Bridgewater, Va.- While many people may talk about mental health, many do not understand what it truly means or how it affects individuals. Problems with mental health can impact people in different areas of well-being, like their emotions, psychological processes and social interaction. These problems can affect how people interact with one another, how they think and how they perform daily tasks. Mental health issues can make it difficult to wake up in the morning, or hard to go to sleep at night.
According to the National Alliance on Mental Illness, 75 percent of cases relating to mental health conditions begin by age 24. NAMI also reports one in four young adults between the ages 18 and 24 have a diagnosable mental illness and more than 25 percent of college students were diagnosed and treated by a professional within the past year.
NAMI also says that 80 percent of college students feel that they are overwhelmed by their responsibilities. This is common on any campus, anywhere in the nation.
Students can feel overwhelmed due to a variety of stressors like a fast-approaching deadline, a big test or something that involves public speaking. Even though a student could be feeling overwhelmed, this does not mean they have a mental health condition.
It is important to distinguish that while people talk about mental health constantly, they could have no idea what it truly does to a person. It is easy to say, “This is depressing” after a string of bad days, or to self-diagnose anxiety or something similar after preparing a presentation for class.
These are not examples of mental health problems.
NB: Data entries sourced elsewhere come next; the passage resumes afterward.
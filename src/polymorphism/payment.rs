//! Pattern 2: Checkout over a processor contract
//! Example: Credit card, PayPal and Apple Pay behind `dyn PaymentProcessor`
//!
//! Run with: cargo run --bin polymorphism_02_payments
//!
//! `checkout_order` and `ProcessorRegistry` only ever see the contract. A new
//! processor is one more `impl PaymentProcessor`; neither changes.

use std::io::{self, Write};

use serde::Deserialize;
use tracing::{debug, warn};

use crate::console::Console;
use crate::error::PaymentError;
use crate::money::Money;

pub trait PaymentProcessor {
    fn name(&self) -> &'static str;

    /// Succeeds for every strictly positive amount.
    fn process(&self, amount: Money) -> Result<Receipt, PaymentError>;

    fn refund(&self, amount: Money) -> Result<Refund, PaymentError>;
}

#[derive(Debug, Clone, PartialEq, Eq)]
pub struct Receipt {
    pub processor: &'static str,
    pub amount: Money,
    /// Gateway transcript; the first line names the amount.
    pub steps: Vec<String>,
}

#[derive(Debug, Clone, PartialEq, Eq)]
pub struct Refund {
    pub processor: &'static str,
    pub amount: Money,
    pub message: String,
}

fn charge(
    processor: &'static str,
    amount: Money,
    channel: &str,
    gateway_steps: &[&str],
) -> Result<Receipt, PaymentError> {
    if !amount.is_positive() {
        return Err(PaymentError::invalid_amount(processor, amount));
    }
    debug!(processor, %amount, "charging");

    let mut steps = Vec::with_capacity(gateway_steps.len() + 1);
    steps.push(format!("Processing {amount} via {channel}"));
    steps.extend(gateway_steps.iter().map(|step| format!("  {step}")));
    Ok(Receipt {
        processor,
        amount,
        steps,
    })
}

fn pay_back(processor: &'static str, amount: Money, destination: &str) -> Result<Refund, PaymentError> {
    if !amount.is_positive() {
        return Err(PaymentError::invalid_refund(processor, amount));
    }
    debug!(processor, %amount, "refunding");
    Ok(Refund {
        processor,
        amount,
        message: format!("Refunding {amount} {destination}"),
    })
}

#[derive(Debug, Clone, Copy, Default)]
pub struct CreditCardProcessor;

impl PaymentProcessor for CreditCardProcessor {
    fn name(&self) -> &'static str {
        "Credit Card Processor"
    }

    fn process(&self, amount: Money) -> Result<Receipt, PaymentError> {
        charge(
            self.name(),
            amount,
            "credit card",
            &[
                "Connecting to payment gateway...",
                "Verifying card details...",
                "Transaction approved!",
            ],
        )
    }

    fn refund(&self, amount: Money) -> Result<Refund, PaymentError> {
        pay_back(self.name(), amount, "to credit card")
    }
}

#[derive(Debug, Clone, Copy, Default)]
pub struct PayPalProcessor;

impl PaymentProcessor for PayPalProcessor {
    fn name(&self) -> &'static str {
        "PayPal Processor"
    }

    fn process(&self, amount: Money) -> Result<Receipt, PaymentError> {
        charge(
            self.name(),
            amount,
            "PayPal",
            &[
                "Authenticating PayPal account...",
                "Transfer initiated...",
                "Transaction completed!",
            ],
        )
    }

    fn refund(&self, amount: Money) -> Result<Refund, PaymentError> {
        pay_back(self.name(), amount, "to PayPal account")
    }
}

#[derive(Debug, Clone, Copy, Default)]
pub struct ApplePayProcessor;

impl PaymentProcessor for ApplePayProcessor {
    fn name(&self) -> &'static str {
        "Apple Pay Processor"
    }

    fn process(&self, amount: Money) -> Result<Receipt, PaymentError> {
        charge(
            self.name(),
            amount,
            "Apple Pay",
            &[
                "Reading device biometric...",
                "Sending secure payment token...",
                "Transaction authorized!",
            ],
        )
    }

    fn refund(&self, amount: Money) -> Result<Refund, PaymentError> {
        pay_back(self.name(), amount, "via Apple Pay")
    }
}

// =============================================================================
// Generic driver
// =============================================================================

/// Returns whether the payment went through. A rejected payment is reported
/// on the console, not as an error.
pub fn checkout_order<W: Write>(
    console: &mut Console<W>,
    processor: &dyn PaymentProcessor,
    cart_total: Money,
) -> io::Result<bool> {
    console.blank()?;
    console.heading("Checkout Order")?;
    console.line(format!("Using: {}", processor.name()))?;
    console.line(format!("Total: {cart_total}"))?;
    console.blank()?;
    console.line("Processing payment...")?;

    match processor.process(cart_total) {
        Ok(receipt) => {
            for step in &receipt.steps {
                console.line(step)?;
            }
            console.success("Order completed successfully!")?;
            Ok(true)
        }
        Err(err) => {
            warn!(processor = processor.name(), %err, "payment rejected");
            console.failure(format!("Payment failed: {err}"))?;
            Ok(false)
        }
    }
}

// =============================================================================
// Selection and registry
// =============================================================================

#[derive(Debug, Clone, Copy, PartialEq, Eq)]
pub enum ProcessorChoice {
    CreditCard,
    PayPal,
    ApplePay,
}

impl ProcessorChoice {
    /// Menu numbering 1-3; anything else falls back to credit card.
    pub fn from_menu(choice: u8) -> Self {
        match choice {
            2 => Self::PayPal,
            3 => Self::ApplePay,
            _ => Self::CreditCard,
        }
    }

    pub fn build(self) -> Box<dyn PaymentProcessor> {
        match self {
            Self::CreditCard => Box::new(CreditCardProcessor),
            Self::PayPal => Box::new(PayPalProcessor),
            Self::ApplePay => Box::new(ApplePayProcessor),
        }
    }
}

#[derive(Default)]
pub struct ProcessorRegistry {
    processors: Vec<Box<dyn PaymentProcessor>>,
}

impl ProcessorRegistry {
    pub fn new() -> Self {
        Self::default()
    }

    pub fn with_builtin() -> Self {
        let mut registry = Self::new();
        for choice in [
            ProcessorChoice::CreditCard,
            ProcessorChoice::PayPal,
            ProcessorChoice::ApplePay,
        ] {
            registry.register(choice.build());
        }
        registry
    }

    pub fn register(&mut self, processor: Box<dyn PaymentProcessor>) {
        debug!(processor = processor.name(), "processor registered");
        self.processors.push(processor);
    }

    pub fn get(&self, name: &str) -> Option<&dyn PaymentProcessor> {
        self.processors
            .iter()
            .find(|p| p.name() == name)
            .map(|p| p.as_ref())
    }

    pub fn iter(&self) -> impl Iterator<Item = &dyn PaymentProcessor> + '_ {
        self.processors.iter().map(|p| p.as_ref())
    }

    pub fn names(&self) -> Vec<&'static str> {
        self.iter().map(|p| p.name()).collect()
    }

    pub fn len(&self) -> usize {
        self.processors.len()
    }

    pub fn is_empty(&self) -> bool {
        self.processors.is_empty()
    }

    /// Runs one checkout per registered processor; returns how many succeeded.
    pub fn checkout_all<W: Write>(
        &self,
        console: &mut Console<W>,
        cart_total: Money,
    ) -> io::Result<usize> {
        let mut completed = 0;
        for processor in self.iter() {
            if checkout_order(console, processor, cart_total)? {
                completed += 1;
            }
        }
        Ok(completed)
    }
}

// =============================================================================
// Demo
// =============================================================================

#[derive(Debug, Clone, PartialEq, Eq, Deserialize)]
#[serde(deny_unknown_fields)]
pub struct CheckoutScenario {
    pub order_total: Money,
    /// 1 credit card, 2 PayPal, 3 Apple Pay.
    pub menu_choice: u8,
}

pub fn demo<W: Write>(console: &mut Console<W>, scenario: &CheckoutScenario) -> io::Result<()> {
    let registry = ProcessorRegistry::with_builtin();
    registry.checkout_all(console, scenario.order_total)?;

    console.blank()?;
    console.blank()?;
    console.heading("Dynamic Processor Selection")?;
    let processor = ProcessorChoice::from_menu(scenario.menu_choice).build();
    let paid = checkout_order(console, processor.as_ref(), scenario.order_total)?;

    if paid {
        console.blank()?;
        console.heading("Refund")?;
        match processor.refund(scenario.order_total) {
            Ok(refund) => console.line(refund.message)?,
            Err(err) => console.error(err)?,
        }
    }

    console.blank()?;
    console.heading("Empty Cart")?;
    checkout_order(console, processor.as_ref(), Money::ZERO)?;
    Ok(())
}

#[cfg(test)]
mod tests {
    use super::*;
    use proptest::prelude::*;

    fn all_processors() -> Vec<Box<dyn PaymentProcessor>> {
        vec![
            Box::new(CreditCardProcessor),
            Box::new(PayPalProcessor),
            Box::new(ApplePayProcessor),
        ]
    }

    #[test]
    fn credit_card_transcript() {
        let receipt = CreditCardProcessor.process(Money::from_cents(9_999)).unwrap();
        assert_eq!(
            receipt.steps,
            vec![
                "Processing $99.99 via credit card",
                "  Connecting to payment gateway...",
                "  Verifying card details...",
                "  Transaction approved!",
            ]
        );
        assert_eq!(
            CreditCardProcessor.refund(Money::from_cents(9_999)).unwrap().message,
            "Refunding $99.99 to credit card"
        );
    }

    #[test]
    fn non_positive_amounts_are_rejected() {
        for processor in all_processors() {
            assert_eq!(
                processor.process(Money::ZERO),
                Err(PaymentError::invalid_amount(processor.name(), Money::ZERO))
            );
            assert!(processor.refund(Money::from_cents(-1)).is_err());
        }
    }

    #[test]
    fn menu_selection_falls_back_to_credit_card() {
        assert_eq!(ProcessorChoice::from_menu(1), ProcessorChoice::CreditCard);
        assert_eq!(ProcessorChoice::from_menu(2), ProcessorChoice::PayPal);
        assert_eq!(ProcessorChoice::from_menu(3), ProcessorChoice::ApplePay);
        assert_eq!(ProcessorChoice::from_menu(0), ProcessorChoice::CreditCard);
        assert_eq!(ProcessorChoice::from_menu(42), ProcessorChoice::CreditCard);
        assert_eq!(ProcessorChoice::from_menu(2).build().name(), "PayPal Processor");
    }

    #[test]
    fn registry_lookup_and_order() {
        let registry = ProcessorRegistry::with_builtin();
        assert_eq!(registry.len(), 3);
        assert!(!registry.is_empty());
        assert_eq!(
            registry.names(),
            vec!["Credit Card Processor", "PayPal Processor", "Apple Pay Processor"]
        );
        assert!(registry.get("Apple Pay Processor").is_some());
        assert!(registry.get("Bitcoin").is_none());
        assert!(ProcessorRegistry::new().is_empty());
    }

    struct DecliningProcessor;

    impl PaymentProcessor for DecliningProcessor {
        fn name(&self) -> &'static str {
            "Declining Processor"
        }

        fn process(&self, amount: Money) -> Result<Receipt, PaymentError> {
            Err(PaymentError::invalid_amount(self.name(), amount))
        }

        fn refund(&self, amount: Money) -> Result<Refund, PaymentError> {
            Err(PaymentError::invalid_refund(self.name(), amount))
        }
    }

    #[test]
    fn registry_accepts_new_variants_without_driver_changes() {
        let mut registry = ProcessorRegistry::with_builtin();
        registry.register(Box::new(DecliningProcessor));

        let mut console = Console::capture();
        let completed = registry
            .checkout_all(&mut console, Money::from_cents(9_999))
            .unwrap();
        assert_eq!(completed, 3);

        let transcript = console.transcript();
        assert_eq!(transcript.matches("=== Checkout Order ===").count(), 4);
        assert_eq!(transcript.matches("✓ Order completed successfully!").count(), 3);
        assert!(transcript.contains("✗ Payment failed: Declining Processor cannot charge $99.99"));
    }

    #[test]
    fn checkout_transcript_shape() {
        let mut console = Console::capture();
        let paid = checkout_order(&mut console, &PayPalProcessor, Money::from_cents(9_999)).unwrap();
        assert!(paid);
        assert_eq!(
            console.lines(),
            vec![
                "",
                "=== Checkout Order ===",
                "Using: PayPal Processor",
                "Total: $99.99",
                "",
                "Processing payment...",
                "Processing $99.99 via PayPal",
                "  Authenticating PayPal account...",
                "  Transfer initiated...",
                "  Transaction completed!",
                "✓ Order completed successfully!",
            ]
        );
    }

    proptest! {
        #[test]
        fn process_then_refund_reference_the_same_amount(cents in 1i64..10_000_000) {
            let amount = Money::from_cents(cents);
            let rendered = amount.to_string();
            for processor in all_processors() {
                let receipt = processor.process(amount).unwrap();
                let refund = processor.refund(amount).unwrap();
                prop_assert_eq!(receipt.amount, amount);
                prop_assert_eq!(refund.amount, amount);
                prop_assert!(receipt.steps[0].contains(&rendered));
                prop_assert!(refund.message.contains(&rendered));
            }
        }
    }
}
Mental health problems are much deeper than this; they last for much longer, and they can severely hurt those who are experiencing them. According to NAMI, suicide is the third leading cause of death on college campuses.
Many students are afraid to admit they have a problem to themselves, so going to a counselor is out of the question. Forty percent of students who have a diagnosable mental health condition do not seek help, and many do not request help from their institution of learning, according to mentalhealthamerica.net.
MHA also states that 7.7 percent of youth who have a mental illness cannot receive access to any mental health service through their private insurance plan.